我々の世代には許永中(76)というのは懐かしい名前だ。バブルの象徴のような男であった。
その許永中に文春が韓国でインタビューしている。
1947年に大阪・中津で生まれた在日韓国人二世。建設会社社長として大阪の同和対策事業を請け負う中で「裏社会」と接点を持つようになり、政財界への太いパイプを築いていった。
許永中の名が知られることになるのは、3000億円が闇に消えた戦後最大の経済事件「イトマン事件」だった。

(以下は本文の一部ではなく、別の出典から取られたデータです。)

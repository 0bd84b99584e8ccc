//! Publish/subscribe protocol between producers and their subscribers.
//!
//! A producer exposes named [`Callback`]s, each grouping the output kinds it
//! is willing to publish together, and keeps a [`SubscriberList`]. On
//! notification every subscriber of every callback whose [`Condition`]s hold
//! receives the intersection of the callback's kinds, its optional output
//! subset and the producer's current outputs.

mod condition;

use crate::component::ComponentId;
use crate::context::{ContextInformation, ContextInformationList};

pub use condition::{ComparisonMethod, Condition, Equals, MatchesReference, Unequals};

/// Name of the callback every producer starts with.
pub const UPDATE_CALLBACK: &str = "UPDATE";

/// A named group of output kinds published together.
#[derive(Debug, Clone)]
pub struct Callback {
    name: String,
    kinds: ContextInformationList,
}

impl Callback {
    pub fn new(name: impl Into<String>, kinds: ContextInformationList) -> Self {
        Self {
            name: name.into(),
            kinds: kinds.kind_clone(),
        }
    }

    pub fn name(&self) -> &str {
        &self.name
    }

    pub fn kinds(&self) -> &ContextInformationList {
        &self.kinds
    }

    pub fn add_kind(&mut self, kind: &ContextInformation) {
        self.kinds.put(kind.kind(), false);
    }
}

/// Callbacks keyed by name.
#[derive(Debug, Clone, Default)]
pub struct CallbackList {
    callbacks: Vec<Callback>,
}

impl CallbackList {
    pub fn new() -> Self {
        Self::default()
    }

    /// Insert or replace the callback with the same name.
    pub fn put(&mut self, callback: Callback) {
        match self.callbacks.iter_mut().find(|c| c.name == callback.name) {
            Some(existing) => *existing = callback,
            None => self.callbacks.push(callback),
        }
    }

    pub fn get(&self, name: &str) -> Option<&Callback> {
        self.callbacks.iter().find(|c| c.name == name)
    }

    pub fn get_mut(&mut self, name: &str) -> Option<&mut Callback> {
        self.callbacks.iter_mut().find(|c| c.name == name)
    }

    pub fn names(&self) -> Vec<String> {
        self.callbacks.iter().map(|c| c.name.clone()).collect()
    }

    pub fn iter(&self) -> std::slice::Iter<'_, Callback> {
        self.callbacks.iter()
    }

    pub fn len(&self) -> usize {
        self.callbacks.len()
    }

    pub fn is_empty(&self) -> bool {
        self.callbacks.is_empty()
    }
}

/// A component's registration for a producer's callbacks.
#[derive(Debug, Clone)]
pub struct Subscriber {
    subscriber_id: ComponentId,
    subscriber_name: String,
    callbacks: Vec<String>,
    output_subset: Option<ContextInformationList>,
    conditions: Vec<Condition>,
}

impl Subscriber {
    pub fn new(
        subscriber_id: ComponentId,
        subscriber_name: impl Into<String>,
        callbacks: Vec<String>,
    ) -> Self {
        Self {
            subscriber_id,
            subscriber_name: subscriber_name.into(),
            callbacks,
            output_subset: None,
            conditions: Vec::new(),
        }
    }

    /// Restrict deliveries to these kinds.
    pub fn with_output_subset(mut self, subset: ContextInformationList) -> Self {
        self.output_subset = Some(subset.kind_clone());
        self
    }

    pub fn with_condition(mut self, condition: Condition) -> Self {
        self.conditions.push(condition);
        self
    }

    pub fn id(&self) -> ComponentId {
        self.subscriber_id
    }

    pub fn name(&self) -> &str {
        &self.subscriber_name
    }

    pub fn callbacks(&self) -> &[String] {
        &self.callbacks
    }

    pub fn output_subset(&self) -> Option<&ContextInformationList> {
        self.output_subset.as_ref()
    }

    pub fn conditions(&self) -> &[Condition] {
        &self.conditions
    }

    pub fn is_subscribed_to(&self, callback: &str) -> bool {
        self.callbacks.iter().any(|c| c == callback)
    }

    /// Every condition holds; vacuously true without conditions.
    pub fn conditions_hold(
        &self,
        new: &ContextInformationList,
        old: &ContextInformationList,
    ) -> bool {
        self.conditions.iter().all(|c| c.evaluate(new, old))
    }

    /// The part of `outputs` this subscriber receives for `callback`.
    pub fn select(
        &self,
        callback: &Callback,
        outputs: &ContextInformationList,
    ) -> ContextInformationList {
        let data = outputs.subset_of_kinds(callback.kinds());
        match &self.output_subset {
            Some(subset) => data.subset_of_kinds(subset),
            None => data,
        }
    }
}

/// Subscribers keyed by subscriber id.
#[derive(Debug, Clone, Default)]
pub struct SubscriberList {
    subscribers: Vec<Subscriber>,
}

impl SubscriberList {
    pub fn new() -> Self {
        Self::default()
    }

    /// Insert or replace the subscriber with the same id.
    pub fn put(&mut self, subscriber: Subscriber) {
        match self
            .subscribers
            .iter_mut()
            .find(|s| s.subscriber_id == subscriber.subscriber_id)
        {
            Some(existing) => *existing = subscriber,
            None => self.subscribers.push(subscriber),
        }
    }

    pub fn remove(&mut self, id: ComponentId) -> Option<Subscriber> {
        let idx = self.subscribers.iter().position(|s| s.subscriber_id == id)?;
        Some(self.subscribers.remove(idx))
    }

    pub fn get(&self, id: ComponentId) -> Option<&Subscriber> {
        self.subscribers.iter().find(|s| s.subscriber_id == id)
    }

    pub fn contains(&self, id: ComponentId) -> bool {
        self.get(id).is_some()
    }

    pub fn iter(&self) -> std::slice::Iter<'_, Subscriber> {
        self.subscribers.iter()
    }

    pub fn len(&self) -> usize {
        self.subscribers.len()
    }

    pub fn is_empty(&self) -> bool {
        self.subscribers.is_empty()
    }
}

/// Data owed to one subscriber by one notification.
#[derive(Debug, Clone)]
pub struct Delivery {
    pub subscriber_id: ComponentId,
    pub callback: String,
    pub data: ContextInformationList,
}

/// Work out who receives what for a single notification. Empty selections
/// are skipped.
pub fn plan_deliveries(
    callbacks: &CallbackList,
    subscribers: &SubscriberList,
    outputs: &ContextInformationList,
    previous: &ContextInformationList,
) -> Vec<Delivery> {
    let mut deliveries = Vec::new();
    for callback in callbacks.iter() {
        for subscriber in subscribers.iter() {
            if !subscriber.is_subscribed_to(callback.name()) {
                continue;
            }
            if !subscriber.conditions_hold(outputs, previous) {
                continue;
            }
            let data = subscriber.select(callback, outputs);
            if data.is_empty() {
                continue;
            }
            deliveries.push(Delivery {
                subscriber_id: subscriber.id(),
                callback: callback.name().to_string(),
                data,
            });
        }
    }
    deliveries
}

#[cfg(test)]
mod tests {
    use super::*;
    use serde_json::{Value, json};

    fn ci(name: &str, value: i64) -> ContextInformation {
        ContextInformation::new(name, "INTEGER", Vec::new()).with_value(value)
    }

    fn outputs(a: i64, b: i64) -> ContextInformationList {
        vec![ci("a", a), ci("b", b)].into()
    }

    fn update_callbacks() -> CallbackList {
        let mut callbacks = CallbackList::new();
        callbacks.put(Callback::new(UPDATE_CALLBACK, outputs(0, 0)));
        callbacks
    }

    #[test]
    fn test_callback_list_upserts_by_name() {
        let mut callbacks = update_callbacks();
        callbacks.put(Callback::new(UPDATE_CALLBACK, vec![ci("a", 0)].into()));
        callbacks.put(Callback::new("ALARM", vec![ci("b", 0)].into()));
        assert_eq!(callbacks.len(), 2);
        assert_eq!(callbacks.get(UPDATE_CALLBACK).unwrap().kinds().len(), 1);
        assert_eq!(callbacks.names(), vec!["UPDATE", "ALARM"]);
    }

    #[test]
    fn test_subscriber_list_upserts_by_id() {
        let id = ComponentId::next();
        let mut subscribers = SubscriberList::new();
        subscribers.put(Subscriber::new(id, "agg", vec![UPDATE_CALLBACK.into()]));
        subscribers.put(Subscriber::new(id, "agg", vec!["ALARM".into()]));
        assert_eq!(subscribers.len(), 1);
        assert!(subscribers.get(id).unwrap().is_subscribed_to("ALARM"));
        assert!(subscribers.remove(id).is_some());
        assert!(subscribers.is_empty());
    }

    #[test]
    fn test_unconditional_subscriber_always_receives() {
        let id = ComponentId::next();
        let mut subscribers = SubscriberList::new();
        subscribers.put(Subscriber::new(id, "agg", vec![UPDATE_CALLBACK.into()]));

        let deliveries =
            plan_deliveries(&update_callbacks(), &subscribers, &outputs(1, 2), &outputs(1, 2));
        assert_eq!(deliveries.len(), 1);
        assert_eq!(deliveries[0].subscriber_id, id);
        assert_eq!(deliveries[0].data.len(), 2);
    }

    #[test]
    fn test_output_subset_narrows_delivery() {
        let mut subscribers = SubscriberList::new();
        subscribers.put(
            Subscriber::new(ComponentId::next(), "agg", vec![UPDATE_CALLBACK.into()])
                .with_output_subset(vec![ci("b", 0)].into()),
        );

        let deliveries =
            plan_deliveries(&update_callbacks(), &subscribers, &outputs(1, 2), &outputs(0, 0));
        assert_eq!(deliveries.len(), 1);
        let data = &deliveries[0].data;
        assert_eq!(data.len(), 1);
        assert_eq!(data.iter().next().unwrap().value(), &json!(2));
    }

    #[test]
    fn test_condition_gates_delivery() {
        let mut subscribers = SubscriberList::new();
        subscribers.put(
            Subscriber::new(ComponentId::next(), "agg", vec![UPDATE_CALLBACK.into()])
                .with_condition(Condition::new("a unchanged", &ci("a", 0), Equals, Value::Null)),
        );

        let unchanged =
            plan_deliveries(&update_callbacks(), &subscribers, &outputs(1, 2), &outputs(1, 0));
        assert_eq!(unchanged.len(), 1);

        let changed =
            plan_deliveries(&update_callbacks(), &subscribers, &outputs(5, 2), &outputs(1, 0));
        assert!(changed.is_empty());
    }

    #[test]
    fn test_unsubscribed_callback_is_skipped() {
        let mut subscribers = SubscriberList::new();
        subscribers.put(Subscriber::new(ComponentId::next(), "agg", vec!["ALARM".into()]));
        let deliveries =
            plan_deliveries(&update_callbacks(), &subscribers, &outputs(1, 2), &outputs(0, 0));
        assert!(deliveries.is_empty());
    }
}
//! Ordered, kind-unique collection of context information.

use serde::Serialize;

use super::ContextInformation;

/// An ordered collection holding at most one item per kind, unless an item is
/// explicitly put with `multiple_instances`.
#[derive(Debug, Clone, Default, Serialize)]
#[serde(transparent)]
pub struct ContextInformationList {
    items: Vec<ContextInformation>,
}

impl ContextInformationList {
    pub fn new() -> Self {
        Self::default()
    }

    pub fn len(&self) -> usize {
        self.items.len()
    }

    pub fn is_empty(&self) -> bool {
        self.items.is_empty()
    }

    pub fn iter(&self) -> std::slice::Iter<'_, ContextInformation> {
        self.items.iter()
    }

    pub fn as_slice(&self) -> &[ContextInformation] {
        &self.items
    }

    /// Upsert by kind: an existing item of the same kind is replaced in
    /// place; otherwise (or when `multiple_instances` is set) the item is
    /// appended.
    pub fn put(&mut self, item: ContextInformation, multiple_instances: bool) {
        if !multiple_instances {
            if let Some(existing) = self.items.iter_mut().find(|i| i.is_kind_of(&item)) {
                *existing = item;
                return;
            }
        }
        self.items.push(item);
    }

    pub fn put_all(
        &mut self,
        items: impl IntoIterator<Item = ContextInformation>,
        multiple_instances: bool,
    ) {
        for item in items {
            self.put(item, multiple_instances);
        }
    }

    /// The first item of the given kind.
    pub fn get_by_kind(&self, kind: &ContextInformation) -> Option<&ContextInformation> {
        self.items.iter().find(|i| i.is_kind_of(kind))
    }

    pub fn contains_kind_of(&self, kind: &ContextInformation) -> bool {
        self.get_by_kind(kind).is_some()
    }

    pub fn contains_all_kinds_of(&self, kinds: &ContextInformationList) -> bool {
        kinds.iter().all(|k| self.contains_kind_of(k))
    }

    /// The items of this list whose kind appears in `kinds`, in this list's order.
    pub fn subset_of_kinds(&self, kinds: &ContextInformationList) -> ContextInformationList {
        Self {
            items: self
                .items
                .iter()
                .filter(|i| kinds.contains_kind_of(i))
                .cloned()
                .collect(),
        }
    }

    /// Remove every item of the given kind; returns how many were removed.
    pub fn remove_of_kind(&mut self, kind: &ContextInformation) -> usize {
        let before = self.items.len();
        self.items.retain(|i| !i.is_kind_of(kind));
        before - self.items.len()
    }

    pub fn remove_all_of_kinds(&mut self, kinds: &ContextInformationList) {
        self.items.retain(|i| !kinds.contains_kind_of(i));
    }

    /// A copy holding only kinds, values stripped.
    pub fn kind_clone(&self) -> ContextInformationList {
        Self {
            items: self.items.iter().map(ContextInformation::kind).collect(),
        }
    }
}

impl FromIterator<ContextInformation> for ContextInformationList {
    fn from_iter<I: IntoIterator<Item = ContextInformation>>(iter: I) -> Self {
        let mut list = Self::new();
        list.put_all(iter, false);
        list
    }
}

impl From<Vec<ContextInformation>> for ContextInformationList {
    fn from(items: Vec<ContextInformation>) -> Self {
        items.into_iter().collect()
    }
}

impl IntoIterator for ContextInformationList {
    type Item = ContextInformation;
    type IntoIter = std::vec::IntoIter<ContextInformation>;

    fn into_iter(self) -> Self::IntoIter {
        self.items.into_iter()
    }
}

impl<'a> IntoIterator for &'a ContextInformationList {
    type Item = &'a ContextInformation;
    type IntoIter = std::slice::Iter<'a, ContextInformation>;

    fn into_iter(self) -> Self::IntoIter {
        self.items.iter()
    }
}

#[cfg(test)]
mod tests {
    use super::*;
    use serde_json::json;

    fn item(name: &str) -> ContextInformation {
        ContextInformation::new(name, "INTEGER", Vec::new())
    }

    fn names(list: &ContextInformationList) -> Vec<&str> {
        list.iter().map(ContextInformation::name).collect()
    }

    #[test]
    fn test_put_upserts_in_place() {
        let mut list = ContextInformationList::new();
        list.put(item("a").with_value(1), false);
        list.put(item("b").with_value(2), false);
        list.put(item("a").with_value(3), false);

        assert_eq!(list.len(), 2);
        assert_eq!(names(&list), vec!["a", "b"]);
        assert_eq!(list.get_by_kind(&item("a")).unwrap().value(), &json!(3));
    }

    #[test]
    fn test_put_multiple_instances_appends() {
        let mut list = ContextInformationList::new();
        list.put(item("a").with_value(1), false);
        list.put(item("a").with_value(2), true);
        assert_eq!(list.len(), 2);
        assert_eq!(list.remove_of_kind(&item("a")), 2);
        assert!(list.is_empty());
    }

    #[test]
    fn test_from_iterator_is_kind_unique() {
        let list: ContextInformationList =
            vec![item("a"), item("b"), item("a").with_value(9)].into();
        assert_eq!(names(&list), vec!["a", "b"]);
    }

    #[test]
    fn test_subset_and_difference() {
        let list: ContextInformationList = vec![item("a"), item("b"), item("c")].into();
        let kinds: ContextInformationList = vec![item("c"), item("a"), item("z")].into();

        let subset = list.subset_of_kinds(&kinds);
        assert_eq!(names(&subset), vec!["a", "c"]);

        let mut rest = list.clone();
        rest.remove_all_of_kinds(&kinds);
        assert_eq!(names(&rest), vec!["b"]);

        assert!(list.contains_all_kinds_of(&subset));
        assert!(!list.contains_all_kinds_of(&kinds));
    }

    #[test]
    fn test_kind_clone_strips_values() {
        let list: ContextInformationList =
            vec![item("a").with_value(1), item("b").with_value(2)].into();
        let kinds = list.kind_clone();
        assert_eq!(kinds.len(), 2);
        assert!(kinds.iter().all(|k| !k.has_value()));
    }

    #[test]
    fn test_put_replaces_synonym_kind() {
        let preferred = item("latitude");
        let mut list = ContextInformationList::new();
        list.put(preferred.clone().with_value(1), false);
        list.put(item("CI_LATITUDE").with_synonym(&preferred).with_value(2), false);
        assert_eq!(list.len(), 1);
        assert_eq!(list.iter().next().unwrap().value(), &json!(2));
    }
}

1991年、許は不正な海外取引でイトマンに損害を与えたとして大阪地検特捜部に逮捕される。その後、2005年に最高裁で実刑判決が確定し、栃木県の黒羽刑務所に収監されたが、2012年に母国・韓国での服役を希望したため、国際条約に基づき韓国へ移送された。翌2013年に仮釈放になっている。
いろいろなビジネスにも手を出しているようだが、
「やっぱりメインは北朝鮮やね。日韓北という三カ国を繋いで仲良くさせる。この十年はずっとそれに情熱を燃やしとるんです。私くらい傷があって無茶する人間じゃないと出来へんでしょ(笑)。だから、いろいろなところから『会長、頼みますわ』と声がかかるんです」
だが、日本に再入国はできていない。しかしこういう。
「正面玄関から堂々と日本に入りますよ。“やらなあかん仕事”が日本にはたくさんありますから。手はすでに打ってます」
大言壮語が持ち味の許だが、どう実現するのか楽しみにしたい。